COMORBIDITY MANAGEMENT CONCERNS
Treating patients with comorbid depression and anxiety requires increased vigilance compared with treating patients who have a single disorder. Concerns include increased disease severity, heightened suicide potential, and higher rates of cardiovascular problems. Tukel reports that patients with comorbid OCD and MDD had more severe OCD symptoms than if they had had OCD alone.5 Patients aged 60 years or older with both GAD and depressive disorders had a greater risk of suicide than those with GAD alone.8 Stein did a study of 13,085 patients in a large managed care setting who had both an anxiety diagnosis and an antidepressant prescription.

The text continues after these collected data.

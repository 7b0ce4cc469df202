//! Credit balance routes
//!
//! Called by the product backend on behalf of authenticated users. The
//! balance read provisions unknown identities, which is where the signup
//! grant and the one-time conversion nudge originate.

use axum::{
    extract::{Path, Query, State},
    Json,
};
use serde::{Deserialize, Serialize};
use time::{Duration, OffsetDateTime};

use brandcast_credits::BalanceSummary;
use brandcast_jobs::{NotificationScheduler, MESSAGE_TYPE_CONVERSION};

use crate::{error::ApiResult, state::AppState};

// =============================================================================
// Request/Response Types
// =============================================================================

#[derive(Debug, Deserialize)]
pub struct BalanceQuery {
    /// Contact email, recorded when the read provisions a new account
    pub email: Option<String>,
}

fn default_amount() -> i64 {
    1
}

#[derive(Debug, Deserialize)]
pub struct ConsumeRequest {
    pub external_key: String,
    /// Credits to consume, defaults to one generation's worth
    #[serde(default = "default_amount")]
    pub amount: i64,
}

#[derive(Debug, Deserialize)]
pub struct RefundRequest {
    pub external_key: String,
    pub amount: i64,
}

#[derive(Debug, Serialize)]
pub struct BalanceChangeResponse {
    pub external_key: String,
    pub balance: i64,
}

// =============================================================================
// Handlers
// =============================================================================

/// Read the effective balance, provisioning the account on first contact
pub async fn get_balance(
    State(state): State<AppState>,
    Path(external_key): Path<String>,
    Query(query): Query<BalanceQuery>,
) -> ApiResult<Json<BalanceSummary>> {
    let is_new = state.ledger.find_by_external_key(&external_key).await?.is_none();
    let account = state
        .ledger
        .ensure_provisioned(&external_key, query.email.as_deref())
        .await?;

    if is_new {
        // First contact: line up the conversion nudge for tomorrow.
        // Duplicate suppression in the scheduler absorbs the provisioning
        // race where two first reads both see a missing account.
        schedule_conversion_nudge(state.notifications.clone(), account.id);
    }

    let summary = state.ledger.balance_summary(&external_key).await?;
    Ok(Json(summary))
}

/// Consume credits from the effective balance (team pool when teamed)
pub async fn consume(
    State(state): State<AppState>,
    Json(req): Json<ConsumeRequest>,
) -> ApiResult<Json<BalanceChangeResponse>> {
    let balance = state.ledger.consume(&req.external_key, req.amount).await?;

    // Paid usage means the conversion nudge no longer applies
    if let Some(account) = state.ledger.find_by_external_key(&req.external_key).await? {
        if account.current_plan().is_paid() {
            cancel_conversion_nudge(state.notifications.clone(), account.id);
        }
    }

    Ok(Json(BalanceChangeResponse {
        external_key: req.external_key,
        balance,
    }))
}

/// Return credits to the effective balance after a failed downstream call
pub async fn refund(
    State(state): State<AppState>,
    Json(req): Json<RefundRequest>,
) -> ApiResult<Json<BalanceChangeResponse>> {
    let balance = state.ledger.refund(&req.external_key, req.amount).await?;

    Ok(Json(BalanceChangeResponse {
        external_key: req.external_key,
        balance,
    }))
}

// =============================================================================
// Notification hooks (fire-and-forget)
// =============================================================================

fn schedule_conversion_nudge(notifications: NotificationScheduler, account_id: uuid::Uuid) {
    tokio::spawn(async move {
        let deliver_after = OffsetDateTime::now_utc() + Duration::hours(24);
        let metadata = serde_json::json!({ "source": "signup" });
        if let Err(e) = notifications
            .schedule(account_id, MESSAGE_TYPE_CONVERSION, deliver_after, metadata)
            .await
        {
            tracing::warn!(
                account_id = %account_id,
                error = %e,
                "Failed to schedule conversion nudge"
            );
        }
    });
}

pub(crate) fn cancel_conversion_nudge(notifications: NotificationScheduler, account_id: uuid::Uuid) {
    tokio::spawn(async move {
        if let Err(e) = notifications.cancel(account_id, MESSAGE_TYPE_CONVERSION).await {
            tracing::warn!(
                account_id = %account_id,
                error = %e,
                "Failed to cancel conversion nudge"
            );
        }
    });
}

The study showed that 57% of patients in a 6-month period were not compliant with the prescribed medication regime. Adherence to the antidepressant regimen was improved if mental health specialists followed the dually diagnosed patients.14
The treating physician should keep in mind the potential impact of comorbid depression and anxiety on other medical conditions that the patient may have or for which the patient may exhibit an increased risk. Both MDD and GAD increase the risk of cardiovascular problems. Patients with depression, anxiety, and anger had higher cholesterol levels than those without these findings. The risk of coronary artery disease is higher in patients with comorbid anxiety or hostility and depression than in those with depression alone.8 Patients with both MDD and GAD have greater abnormalities in their lipid profiles than patients with either MDD or GAD alone. Therefore, patients in the comorbidity group have “greater risk of mortality from coronary artery disease (CAD) than do patients with either depression or anxiety disorder.”15 The comorbid presence of anxiety and depression may also occur following myocardial infarction, which shows that cardiovascular disease may actually cause the dual diagnosis as well as result from it.16 As these observations suggest, patients with both MDD and GAD clearly require increased concern, monitoring, and intervention by a responsible clinician.
CONCLUSION
The genetic, epidemiological, and clinical evidence indicates the presence of a strong relationship between MDD and anxiety disorders. A particularly strong relationship between MDD and specific anxiety disorders such as GAD has been established through research. Some experts in the field, such as Moffitt, recommend the term “stress disorder” to refer to the group of individuals who are diagnosed with both MDD and GAD.6 The comorbidity of MDD and anxiety disorders in many patients has important clinical implications that influence the day-to-day management of patients.